> [REQUIREMENT]
Every line in the records below between the one holding "FileStorage::new(self.base_dir.clone())" and the one holding "if let Some(auto_save)", inclusive, is to be set down exactly; all other lines are to be left out.

--- SUPPLIED DATA Enclosed Below ---

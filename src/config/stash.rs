//! JSON configuration file
//!
//! ```json
//! {
//!   "base_dir": "./data",
//!   "auto_save": true,
//!   "removal_persist": "on_change",
//!   "pretty": false,
//!   "date_format": "%d.%m.%Y %H:%M:%S",
//!   "date_paths": ["createdAt", "events[].at"],
//!   "trim_paths": ["name"],
//!   "stores": { "audit": { "auto_save": false } }
//! }
//! ```
//!
//! Only `base_dir` is required.

use std::collections::BTreeMap;
use std::fs;
use std::path::{Path, PathBuf};

use serde::{Deserialize, Serialize};
use tracing::debug;

use super::errors::{ConfigError, ConfigResult};
use crate::codec::{
    ConverterRegistry, ConverterScope, ConverterSet, DateTimeConverter, StringCanonicalizer,
    TypeCodec,
};
use crate::document::DocumentPath;
use crate::storage::FileStorage;
use crate::store::{RemovalPersistPolicy, StoreOptions};

#[derive(Debug, Clone, PartialEq, Serialize, Deserialize)]
pub struct StashConfig {
    /// Directory holding every store file (required)
    pub base_dir: PathBuf,

    /// Persist after every mutation (default true)
    #[serde(default = "default_auto_save")]
    pub auto_save: bool,

    #[serde(default)]
    pub removal_persist: RemovalPersistPolicy,

    /// Indented envelope output (default false)
    #[serde(default)]
    pub pretty: bool,

    /// strftime pattern applied at `date_paths`
    #[serde(default)]
    pub date_format: Option<String>,

    #[serde(default)]
    pub date_paths: Vec<String>,

    /// Paths whose string values are trimmed
    #[serde(default)]
    pub trim_paths: Vec<String>,

    /// Per-uid overrides
    #[serde(default)]
    pub stores: BTreeMap<String, StoreOverride>,
}

#[derive(Debug, Clone, Default, PartialEq, Serialize, Deserialize)]
pub struct StoreOverride {
    #[serde(default)]
    pub auto_save: Option<bool>,
    #[serde(default)]
    pub removal_persist: Option<RemovalPersistPolicy>,
}

fn default_auto_save() -> bool {
    true
}

impl StashConfig {
    /// Configuration with defaults for everything but the base directory.
    pub fn new(base_dir: impl Into<PathBuf>) -> Self {
        Self {
            base_dir: base_dir.into(),
            auto_save: default_auto_save(),
            removal_persist: RemovalPersistPolicy::default(),
            pretty: false,
            date_format: None,
            date_paths: Vec::new(),
            trim_paths: Vec::new(),
            stores: BTreeMap::new(),
        }
    }

    pub fn load(path: impl AsRef<Path>) -> ConfigResult<Self> {
        let path = path.as_ref();
        let content = fs::read_to_string(path).map_err(|source| ConfigError::Read {
            path: path.to_path_buf(),
            source,
        })?;
        let config = Self::from_json(&content).map_err(|err| match err {
            ConfigError::Parse { source, .. } => ConfigError::Parse {
                path: path.to_path_buf(),
                source,
            },
            other => other,
        })?;
        debug!(path = %path.display(), base_dir = %config.base_dir.display(), "Config loaded");
        Ok(config)
    }

    pub fn from_json(text: &str) -> ConfigResult<Self> {
        let config: StashConfig = serde_json::from_str(text).map_err(|source| ConfigError::Parse {
            path: PathBuf::new(),
            source,
        })?;
        config.validate()?;
        Ok(config)
    }

    fn validate(&self) -> ConfigResult<()> {
        if self.base_dir.as_os_str().is_empty() {
            return Err(ConfigError::invalid("base_dir must not be empty"));
        }

        match &self.date_format {
            Some(pattern) => {
                if DateTimeConverter::try_new(pattern.clone()).is_err() {
                    return Err(ConfigError::invalid(format!(
                        "date_format '{}' is not a valid strftime pattern",
                        pattern
                    )));
                }
                if self.date_paths.is_empty() {
                    return Err(ConfigError::invalid("date_format is set but date_paths is empty"));
                }
            }
            None if !self.date_paths.is_empty() => {
                return Err(ConfigError::invalid("date_paths requires date_format"));
            }
            None => {}
        }

        // Surface path syntax errors at startup rather than on first load.
        self.date_paths
            .iter()
            .chain(&self.trim_paths)
            .try_for_each(|p| parse_path(p).map(|_| ()))
    }

    pub fn base_path(&self) -> &Path {
        &self.base_dir
    }

    pub fn storage(&self) -> FileStorage {
        FileStorage::new(self.base_dir.clone())
    }

    pub fn store_options(&self) -> StoreOptions {
        StoreOptions {
            auto_save: self.auto_save,
            removal_persist: self.removal_persist,
        }
    }

    /// Store options with any per-uid override applied.
    pub fn options_for(&self, uid: &str) -> StoreOptions {
        let mut options = self.store_options();
        if let Some(over) = self.stores.get(uid) {
            if let Some(auto_save) = over.auto_save {
                options.auto_save = auto_save;
            }
            if let Some(policy) = over.removal_persist {
                options.removal_persist = policy;
            }
        }
        options
    }

    /// Builds the store-wide default converters.
    pub fn converters(&self) -> ConfigResult<ConverterRegistry> {
        let mut defaults = ConverterSet::new();
        if let Some(pattern) = &self.date_format {
            for raw in &self.date_paths {
                defaults = defaults.with(
                    ConverterScope::Path(parse_path(raw)?),
                    DateTimeConverter::new(pattern.clone()),
                );
            }
        }
        for raw in &self.trim_paths {
            defaults = defaults.with(
                ConverterScope::Path(parse_path(raw)?),
                StringCanonicalizer::trimming(),
            );
        }
        Ok(ConverterRegistry::new(defaults))
    }

    /// Codec for one store: registry converters plus the output style.
    pub fn codec_for(&self, registry: &ConverterRegistry, uid: &str) -> TypeCodec {
        TypeCodec::new(registry.for_uid(uid)).with_pretty(self.pretty)
    }
}

fn parse_path(raw: &str) -> ConfigResult<DocumentPath> {
    DocumentPath::parse(raw).map_err(|source| ConfigError::Path {
        path: raw.to_string(),
        source,
    })
}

--- End of Enclosed SUPPLIED DATA ---

> [SOLUTION FOR THIS TASK]
        FileStorage::new(self.base_dir.clone())
    }

    pub fn store_options(&self) -> StoreOptions {
        StoreOptions {
            auto_save: self.auto_save,
            removal_persist: self.removal_persist,
        }
    }

    /// Store options with any per-uid override applied.
    pub fn options_for(&self, uid: &str) -> StoreOptions {
        let mut options = self.store_options();
        if let Some(over) = self.stores.get(uid) {
            if let Some(auto_save) = over.auto_save {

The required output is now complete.